Spike dashes into the walk-in coolers and goes for the Tomahawk (how original) and the bag of scallops because he already had in mind that he wanted to do something with scallops. I love scallops and they’re a classic pairing with meat, especially when nicely seared. Other cheftestants think the same way I do, but they all quickly point out that the bag of scallops are frozen and they’re suspicious about whether it’ll be of good quality. Everyone else takes turns going in to grab their ingredients, and given that Chef Tramonto probably has a well-stocked cooler, it wasn’t really a big of a challenge to find alternate ingredients.

Stephanie is talking to herself as she’s going over her ideas for the menu and shaving some mushrooms. She says she’s going to make sweetbreads, and if you’re from Hawaii like me I bet the first thing that came to your mind was King’s Bakery sweet bread, right? Oh, I miss that. It’s a Portuguese bread that’s sweet and almost cake like. I loved it growing up. But in most cooking circles, when they say sweetbreads, they’re talking about the leftover glands of an animal. Ugh, not the same thing. I’ve always avoided sweetbreads on menus because of that fact that they’re leftover meat parts, but after hearing Stephanie describe how they’re like chicken nuggets when fried properly, now it sounds interesting.

Lisa is trying to step up her game so she’s talking about making peanut butter mashed potatoes to go with her steak. BTW, they each stake a spot in the kitchen and Lisa happens to be in front of the wood-burning oven so she’s getting really hot and bothered. She’s extra feisty, especially with the exchange she just has with Antonia, who’s her usual smart-alec self.

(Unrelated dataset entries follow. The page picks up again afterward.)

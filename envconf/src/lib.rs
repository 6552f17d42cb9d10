#![deny(missing_docs, unsafe_code)]
#![warn(clippy::all, clippy::pedantic)]
#![allow(clippy::module_name_repetitions)]

//! # envconf
//!
//! A library for resolving layered, environment-specific configuration.
//!
//! A configuration directory holds a module for the default environment and
//! one per deployment environment. Loading merges the selected environment on
//! top of the default one and returns a [`Config`] that can be extended later
//! with more mappings, files, or directories.
//!
//! ## Core Types
//!
//! - [`Config`]: The resolved, extensible configuration object
//! - [`ConfigBuilder`] and [`load`]: Entry points with process-level fallbacks
//! - [`config::ModuleLoader`]: Pluggable module loading
//! - [`Error`] and [`Result`]: Error handling types
//! - [`Logger`] and [`LogLevel`]: Logging infrastructure
//!
//! ## Examples
//!
//! ```no_run
//! use envconf::{load, LoadOptions};
//! use std::path::Path;
//!
//! let config = load(Some(Path::new("configs")), LoadOptions::default()).unwrap();
//! config.extend(["configs/local.yaml"]).unwrap();
//!
//! println!("{}", serde_json::to_string_pretty(&config).unwrap());
//! ```

pub mod config;
pub mod error;
pub mod logging;
pub mod output;

// Re-export key types at crate root for convenience
pub use config::{load, Config, ConfigBuilder, LoadOptions, Source};
pub use error::{Error, Result};
pub use logging::{init_logger, LogLevel, Logger};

Spike finally opens his scallops, and like everyone guessed, they’re pretty soaked in moisture because of all the defrosting and they’re starting to fall apart instead of staying firmly together. But instead of giving up on the scallops, he starts rolling out paper towels to try to absorb some of the water.

Chef Tom Colicchio comes in and checks in with everyone. He chats with Antonia about Spike’s scallops, talks to Stephanie about her winning Top Chef, takes some bacon from Richard and, predictably, makes a weird face over Lisa’s peanut butter mash.

He then talks to Spike and it’s all about the scallops. We get it. Frozen, bad. Spike, stupid. Advantage, gone.

Chef Tom tells the chefs that 60 guests will arrive in an hour, including three VIP guests. He also says that he’ll be acting as the “expeditor” for the kitchen. I never heard of this either, but an expeditor in the kitchen is the person who monitors the pacing of the dishes that are ordered and sent to each table. That sounds like a fun job, all you do is boss people around without sweating over the hot stove. BTW, I’ve been to a few restaurants that would have really benefited from having an “expeditor.”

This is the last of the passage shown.